WHAT THIS TASK INVOLVES
Identify all lines of the data containing the string "selectors" and copy them.

DATASET EXTRACT
:::

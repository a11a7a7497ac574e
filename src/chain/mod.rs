// SPDX-FileCopyrightText: 2025 Semiotic AI, Inc.
//
// SPDX-License-Identifier: Apache-2.0
//! Chain registry
//!
//! Static configuration for the two networks this deployment bridges between:
//! Ethereum Sepolia and Arc Testnet. Each chain carries its symbolic
//! identifier, EVM chain id, CCTP domain, RPC and explorer endpoints, and the
//! USDC token address.

pub mod addresses;

use alloy_primitives::{Address, TxHash};
use serde::{Deserialize, Serialize};
use std::fmt;
use std::str::FromStr;

use crate::error::BridgeError;
use addresses::{ARC_TESTNET_USDC, ETHEREUM_SEPOLIA_USDC};

/// Explorer used for identifiers that are not in the registry.
const FALLBACK_EXPLORER: &str = "https://sepolia.etherscan.io";

/// USDC uses six decimals on every CCTP chain.
pub const USDC_DECIMALS: u8 = 6;

/// A chain supported by this bridge.
///
/// # Example
///
/// ```rust
/// use arc_bridge::Chain;
///
/// let chain: Chain = "Arc_Testnet".parse().unwrap();
/// assert_eq!(chain.chain_id().id(), 5042002);
/// assert_eq!(chain.domain_id(), 26);
/// ```
#[derive(Debug, Clone, Copy, PartialEq, Eq, Hash, Serialize, Deserialize)]
pub enum Chain {
    #[serde(rename = "Ethereum_Sepolia")]
    EthereumSepolia,
    #[serde(rename = "Arc_Testnet")]
    ArcTestnet,
}

impl Chain {
    pub const ALL: [Chain; 2] = [Chain::EthereumSepolia, Chain::ArcTestnet];

    /// Symbolic identifier, e.g. `Ethereum_Sepolia`.
    pub const fn identifier(self) -> &'static str {
        match self {
            Self::EthereumSepolia => "Ethereum_Sepolia",
            Self::ArcTestnet => "Arc_Testnet",
        }
    }

    pub const fn name(self) -> &'static str {
        match self {
            Self::EthereumSepolia => "Ethereum Sepolia",
            Self::ArcTestnet => "Arc Testnet",
        }
    }

    /// EVM chain id, used to switch the wallet's active network.
    pub fn chain_id(self) -> alloy_chains::Chain {
        alloy_chains::Chain::from_id(match self {
            Self::EthereumSepolia => 11_155_111,
            Self::ArcTestnet => 5_042_002,
        })
    }

    /// CCTP domain: <https://developers.circle.com/cctp/supported-domains>
    pub const fn domain_id(self) -> u32 {
        match self {
            Self::EthereumSepolia => 0,
            Self::ArcTestnet => 26,
        }
    }

    pub const fn default_rpc_url(self) -> &'static str {
        match self {
            Self::EthereumSepolia => "https://ethereum-sepolia-rpc.publicnode.com",
            Self::ArcTestnet => "https://rpc.testnet.arc.network/",
        }
    }

    /// Environment variable that overrides [`default_rpc_url`](Self::default_rpc_url).
    pub const fn rpc_url_env(self) -> &'static str {
        match self {
            Self::EthereumSepolia => "ETHEREUM_SEPOLIA_RPC_URL",
            Self::ArcTestnet => "ARC_TESTNET_RPC_URL",
        }
    }

    /// Symbol of the token that pays for gas.
    pub const fn native_symbol(self) -> &'static str {
        match self {
            Self::EthereumSepolia => "ETH",
            Self::ArcTestnet => "USDC",
        }
    }

    pub const fn native_decimals(self) -> u8 {
        18
    }

    pub const fn usdc_address(self) -> Address {
        match self {
            Self::EthereumSepolia => ETHEREUM_SEPOLIA_USDC,
            Self::ArcTestnet => ARC_TESTNET_USDC,
        }
    }

    pub const fn explorer_url(self) -> &'static str {
        match self {
            Self::EthereumSepolia => "https://sepolia.etherscan.io",
            Self::ArcTestnet => "https://testnet.arcscan.app",
        }
    }

    pub fn tx_url(self, tx_hash: &TxHash) -> String {
        format!("{}/tx/{tx_hash}", self.explorer_url())
    }

    pub fn info(self) -> ChainInfo {
        ChainInfo {
            chain: self,
            name: self.name(),
            chain_id: self.chain_id().id(),
        }
    }
}

impl fmt::Display for Chain {
    fn fmt(&self, f: &mut fmt::Formatter<'_>) -> fmt::Result {
        f.write_str(self.identifier())
    }
}

impl FromStr for Chain {
    type Err = BridgeError;

    fn from_str(s: &str) -> Result<Self, Self::Err> {
        Self::ALL
            .into_iter()
            .find(|chain| chain.identifier() == s)
            .ok_or_else(|| BridgeError::UnsupportedChain {
                chain: s.to_string(),
            })
    }
}

/// Builds a block-explorer link for a transaction on the chain named by
/// `identifier`. Unknown identifiers use the Sepolia explorer.
///
/// ```rust
/// use arc_bridge::explorer_tx_url;
///
/// assert_eq!(
///     explorer_tx_url("Arc_Testnet", "0xabc"),
///     "https://testnet.arcscan.app/tx/0xabc"
/// );
/// ```
pub fn explorer_tx_url(identifier: &str, tx_hash: &str) -> String {
    let base = identifier
        .parse::<Chain>()
        .map(Chain::explorer_url)
        .unwrap_or(FALLBACK_EXPLORER);
    format!("{base}/tx/{tx_hash}")
}

/// Registry entry for a chain offered in the chain selectors.
#[derive(Debug, Clone, PartialEq, Eq, Serialize)]
#[serde(rename_all = "camelCase")]
pub struct ChainInfo {
    pub chain: Chain,
    pub name: &'static str,
    /// EVM chain id.
    pub chain_id: u64,
}

/// Chains offered in the selectors, in registry order.
pub fn supported_chains() -> Vec<ChainInfo> {
    Chain::ALL.into_iter().map(Chain::info).collect()
}

/// Initial source and destination for the chain selectors.
///
/// Prefers Sepolia → Arc and falls back to the first two listed chains.
pub fn default_route(chains: &[ChainInfo]) -> (Option<Chain>, Option<Chain>) {
    let find = |wanted: Chain| chains.iter().find(|info| info.chain == wanted);
    let from = find(Chain::EthereumSepolia)
        .or_else(|| chains.first())
        .map(|info| info.chain);
    let to = find(Chain::ArcTestnet)
        .or_else(|| chains.get(1))
        .map(|info| info.chain);
    (from, to)
}

#[cfg(test)]
mod tests {
    use super::*;
    use alloy_primitives::b256;
    use rstest::rstest;

    #[rstest]
    #[case("Ethereum_Sepolia", Chain::EthereumSepolia)]
    #[case("Arc_Testnet", Chain::ArcTestnet)]
    fn test_identifier_round_trip(#[case] identifier: &str, #[case] chain: Chain) {
        assert_eq!(identifier.parse::<Chain>().unwrap(), chain);
        assert_eq!(chain.to_string(), identifier);
    }

    #[test]
    fn test_unknown_identifier() {
        let result = "Base_Sepolia".parse::<Chain>();
        assert!(matches!(
            result,
            Err(BridgeError::UnsupportedChain { chain }) if chain == "Base_Sepolia"
        ));
    }

    #[test]
    fn test_chain_ids_and_domains() {
        assert_eq!(Chain::EthereumSepolia.chain_id().id(), 11_155_111);
        assert_eq!(Chain::ArcTestnet.chain_id().id(), 5_042_002);
        assert_eq!(Chain::EthereumSepolia.domain_id(), 0);
        assert_eq!(Chain::ArcTestnet.domain_id(), 26);
    }

    #[test]
    fn test_explorer_urls() {
        insta::assert_snapshot!(
            explorer_tx_url("Ethereum_Sepolia", "0xabc123"),
            @"https://sepolia.etherscan.io/tx/0xabc123"
        );
        insta::assert_snapshot!(
            explorer_tx_url("Arc_Testnet", "0xabc123"),
            @"https://testnet.arcscan.app/tx/0xabc123"
        );
        insta::assert_snapshot!(
            explorer_tx_url("Solana_Devnet", "0xabc123"),
            @"https://sepolia.etherscan.io/tx/0xabc123"
        );
    }

    #[test]
    fn test_tx_url_uses_full_hash() {
        let hash = b256!("1212121212121212121212121212121212121212121212121212121212121212");
        insta::assert_snapshot!(
            Chain::ArcTestnet.tx_url(&hash),
            @"https://testnet.arcscan.app/tx/0x1212121212121212121212121212121212121212121212121212121212121212"
        );
    }

    #[test]
    fn test_supported_chains_and_default_route() {
        let chains = supported_chains();
        assert_eq!(chains.len(), 2);
        assert_eq!(
            default_route(&chains),
            (Some(Chain::EthereumSepolia), Some(Chain::ArcTestnet))
        );
        assert_eq!(default_route(&[]), (None, None));
    }

    #[test]
    fn test_chain_info_json() {
        insta::assert_json_snapshot!(Chain::ArcTestnet.info(), @r#"
        {
          "chain": "Arc_Testnet",
          "name": "Arc Testnet",
          "chainId": 5042002
        }
        "#);
    }

    #[test]
    fn test_chain_serde_uses_identifier() {
        assert_eq!(
            serde_json::to_string(&Chain::ArcTestnet).unwrap(),
            r#""Arc_Testnet""#
        );
    }
}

:::

TASK RESULT
/// Registry entry for a chain offered in the chain selectors.
/// Chains offered in the selectors, in registry order.
/// Initial source and destination for the chain selectors.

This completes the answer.